The willingness of one person to fuel his or her life by the taking of
another's, is the unmistakable expression of fear; the willingness to
fuel another's life by the giving of one's own, is the unmistakable expression
of faith. If nourished by the recognition that fear causes most human
misery, true government will come to reflect our collective agreement
to provide an exterior environment in which each individual can live a
safer life. Then, as faith begins to fill fear's place in the inner life
of its dwelling, its transformed host, not rules of law, will take us
to higher levels of attainment. There is no other way.
Understanding this principle of the law of life exposes a serious flaw
in our debate about which idea of governing--liberal or conservative--works
best. As the pendulum of politics swings first right then left and back
again, we shift but don't extinguish the fear that truly governs faulty
human actions. Today, those who view themselves as weak, fear that government
won't prevent the strong from abusing them.

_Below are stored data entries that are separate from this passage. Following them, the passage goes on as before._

//! Magic-byte file type detection.
//!
//! Uploads are classified from their leading bytes only. The file name
//! extension and the client-declared Content-Type are checked against that
//! classification but never used in its place.

use kyc_common::{AppError, AppResult};

/// File types recognised from their signature.
#[derive(Debug, Clone, Copy, PartialEq, Eq)]
pub enum SniffedType {
    Jpeg,
    Png,
    Webp,
    Pdf,
    Gif,
    Tiff,
    Zip,
    /// Windows PE / DOS `MZ` executable
    WindowsExecutable,
    /// ELF executable or shared object
    Elf,
}

impl SniffedType {
    /// MIME type reported for this file type.
    #[must_use]
    pub const fn mime(self) -> &'static str {
        match self {
            Self::Jpeg => "image/jpeg",
            Self::Png => "image/png",
            Self::Webp => "image/webp",
            Self::Pdf => "application/pdf",
            Self::Gif => "image/gif",
            Self::Tiff => "image/tiff",
            Self::Zip => "application/zip",
            Self::WindowsExecutable => "application/vnd.microsoft.portable-executable",
            Self::Elf => "application/x-elf",
        }
    }

    /// Whether the bytes are a native executable.
    #[must_use]
    pub const fn is_executable(self) -> bool {
        matches!(self, Self::WindowsExecutable | Self::Elf)
    }
}

/// Detect the file type from its leading bytes.
#[must_use]
pub fn sniff(data: &[u8]) -> Option<SniffedType> {
    // JPEG: FF D8 FF
    if data.starts_with(&[0xFF, 0xD8, 0xFF]) {
        return Some(SniffedType::Jpeg);
    }

    // PNG: 89 50 4E 47 0D 0A 1A 0A
    if data.starts_with(&[0x89, 0x50, 0x4E, 0x47, 0x0D, 0x0A, 0x1A, 0x0A]) {
        return Some(SniffedType::Png);
    }

    // WebP: RIFF....WEBP
    if data.len() >= 12 && data.starts_with(b"RIFF") && &data[8..12] == b"WEBP" {
        return Some(SniffedType::Webp);
    }

    // PDF: %PDF-
    if data.starts_with(b"%PDF-") {
        return Some(SniffedType::Pdf);
    }

    // GIF: GIF87a or GIF89a
    if data.starts_with(b"GIF87a") || data.starts_with(b"GIF89a") {
        return Some(SniffedType::Gif);
    }

    // TIFF: little-endian II*\0 or big-endian MM\0*
    if data.starts_with(&[0x49, 0x49, 0x2A, 0x00]) || data.starts_with(&[0x4D, 0x4D, 0x00, 0x2A]) {
        return Some(SniffedType::Tiff);
    }

    // ZIP: local file header, empty archive, or spanned archive
    if [b"PK\x03\x04", b"PK\x05\x06", b"PK\x07\x08"]
        .iter()
        .any(|magic| data.starts_with(*magic))
    {
        return Some(SniffedType::Zip);
    }

    if data.starts_with(b"MZ") {
        return Some(SniffedType::WindowsExecutable);
    }

    if data.starts_with(b"\x7FELF") {
        return Some(SniffedType::Elf);
    }

    None
}

/// Lowercased MIME essence without parameters, with common aliases folded.
fn normalize_mime(mime: &str) -> String {
    let essence = mime.split(';').next().unwrap_or_default().trim().to_ascii_lowercase();
    match essence.as_str() {
        "image/jpg" | "image/pjpeg" => "image/jpeg".to_string(),
        "image/x-png" => "image/png".to_string(),
        "application/x-pdf" => "application/pdf".to_string(),
        _ => essence,
    }
}

/// MIME type implied by the file name extension, if the extension is known.
fn extension_mime(original_name: &str) -> Option<String> {
    mime_guess::from_path(original_name)
        .first_raw()
        .map(normalize_mime)
        .filter(|mime| mime != "application/octet-stream")
}

/// Checks uploads against the configured allow-list.
#[derive(Debug, Clone)]
pub struct MagicByteValidator {
    allowed: Vec<String>,
}

impl MagicByteValidator {
    /// Create a validator accepting the given MIME types.
    #[must_use]
    pub fn new(allowed: &[String]) -> Self {
        Self {
            allowed: allowed.iter().map(|m| normalize_mime(m)).collect(),
        }
    }

    /// Whether `mime` is on the allow-list.
    #[must_use]
    pub fn is_allowed(&self, mime: &str) -> bool {
        let mime = normalize_mime(mime);
        self.allowed.iter().any(|m| *m == mime)
    }

    /// Validate one file, returning the detected MIME type.
    ///
    /// Errors are scoped to `field`. A recognised extension on
    /// `original_name` must agree with the detected type, and so must the
    /// declared type unless it is missing or `application/octet-stream`.
    pub fn validate(
        &self,
        field: &str,
        data: &[u8],
        original_name: &str,
        declared_mime: &str,
    ) -> AppResult<&'static str> {
        let Some(kind) = sniff(data) else {
            return Err(AppError::invalid_field(field, "unrecognized file type"));
        };
        let detected = kind.mime();

        if kind.is_executable() {
            return Err(AppError::invalid_field(
                field,
                format!("executable content is not accepted (detected {detected})"),
            ));
        }

        if !self.is_allowed(detected) {
            return Err(AppError::invalid_field(
                field,
                format!("file type {detected} is not allowed"),
            ));
        }

        if let Some(named) = extension_mime(original_name).filter(|named| named != detected) {
            return Err(AppError::invalid_field(
                field,
                format!("type mismatch: file name implies {named}, detected {detected}"),
            ));
        }

        let declared = normalize_mime(declared_mime);
        if !declared.is_empty() && declared != "application/octet-stream" && declared != detected {
            return Err(AppError::invalid_field(
                field,
                format!("type mismatch: declared {declared}, detected {detected}"),
            ));
        }

        Ok(detected)
    }
}
//! Background job queue for kyc-vault.
//!
//! This crate provides asynchronous job processing using Redis:
//!
//! - **Jobs**: Antivirus scans of uploaded documents
//! - **Workers**: Concurrent scan execution with Apalis
//! - **Retry**: Attempt-numbered retries with a fixed backoff
//! - **Scheduler**: Periodic tasks (retention purge, stale scan report)

pub mod jobs;
pub mod retry;
pub mod scan_queue_impl;
pub mod scheduler;
pub mod workers;

pub use jobs::*;
pub use retry::RetryConfig;
pub use scan_queue_impl::RedisScanQueue;
pub use scheduler::{JobExecutor, KycJobExecutor, SchedulerConfig, run_scheduler};
pub use workers::*;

Tomorrow, another group fears
weakness from the foibles of a fickle electorate and charge their leaders
to protect them for awhile.
The viewers on a swinging pendulum are never truly mindful of the ideal
of the intrinsic value of every human life and busy themselves instead
with the work of justifying their particular solutions. In a misguided
attempt to prove worth and ability, both conservative and liberal alike
raise fears of the other's approach, and so make unintended contribution
to that which fuels the very human responses they seek to modify. Neither
the death penalty nor its lack can still the violent human response to
inner fear; civil rights laws cannot extinguish racial hatred; laws favoring
either abortion or its prevention cannot instill the sense of sacred trust
implicit in the creation of new life. It is inner fear or faith that truly
governs the actions by which our humanity may be stained or glorified.

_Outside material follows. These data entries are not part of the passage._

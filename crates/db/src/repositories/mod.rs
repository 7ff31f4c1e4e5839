//! Database repositories.

mod kyc_document;
mod kyc_submission;
mod user;

pub use kyc_document::KycDocumentRepository;
pub use kyc_submission::KycSubmissionRepository;
pub use user::UserRepository;
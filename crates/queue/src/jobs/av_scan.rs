//! Antivirus scan job.

use serde::{Deserialize, Serialize};

/// Job to scan one stored KYC document.
#[derive(Debug, Clone, PartialEq, Eq, Serialize, Deserialize)]
pub struct AvScanJob {
    /// The document to scan.
    pub document_id: String,

    /// Delivery attempt, starting at 1.
    #[serde(default = "first_attempt")]
    pub attempt: u32,
}

const fn first_attempt() -> u32 {
    1
}

impl AvScanJob {
    /// Create the first attempt for a document.
    #[must_use]
    pub fn new(document_id: impl Into<String>) -> Self {
        Self {
            document_id: document_id.into(),
            attempt: first_attempt(),
        }
    }

    /// The job for attempt number `attempt`.
    #[must_use]
    pub fn with_attempt(document_id: impl Into<String>, attempt: u32) -> Self {
        Self {
            document_id: document_id.into(),
            attempt,
        }
    }
}
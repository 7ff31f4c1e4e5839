//! HTTP API layer for kyc-vault.
//!
//! - **Endpoints**: document intake and status for users, review routes for admins
//! - **Extractors**: authenticated user and reviewer
//! - **Middleware**: bearer token authentication
//!
//! Built on Axum 0.8 with Tower middleware stack.

pub mod endpoints;
pub mod extractors;
pub mod middleware;
pub mod response;

pub use endpoints::{router, upload_body_limit};
pub use middleware::{AppState, auth_middleware};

It is transformed people, not government, who will transform our civilization.
So, while we argue ideas about family life and call them values, life
itself produces family not simply with the birth of a new body, but when
one or two people make the unselfish commitment to care for a child, or
an aged parent, or a sick friend. An army capable of protecting its citizens
is not forged alone by outer conformity to qualifying characteristics,
codes of behavior, or discipline, but in the end by the unselfish commitment
each soldier makes to another fueled by that inner faith in ideals that
overcomes fear. A civilization is not molded by its laws, but its laws
are molded by the civility of its citizens. The true birthplace of civilization
is the inner world of humankind, where dwells the awesome motivating spirit
of conscious life itself. If the evolutionary legacy of animal fear sits
upon the throne of this inner kingdom, our world will witness violence.
If it is faith that rules our inmost being, the world will witness acts
of kindness.
There is a hopeful light. Emerging from the mists of our confusion there
seems a growing consciousness that claims of new ideas to solve the old
ideas' problems are hollow claims indeed. Only by seeking return to the
simple ideal embodied in the unifying commonalty of the very existence
of each and every person will we be able to reach new levels of living.
For it is transformed people, not government, who will transform our civilization.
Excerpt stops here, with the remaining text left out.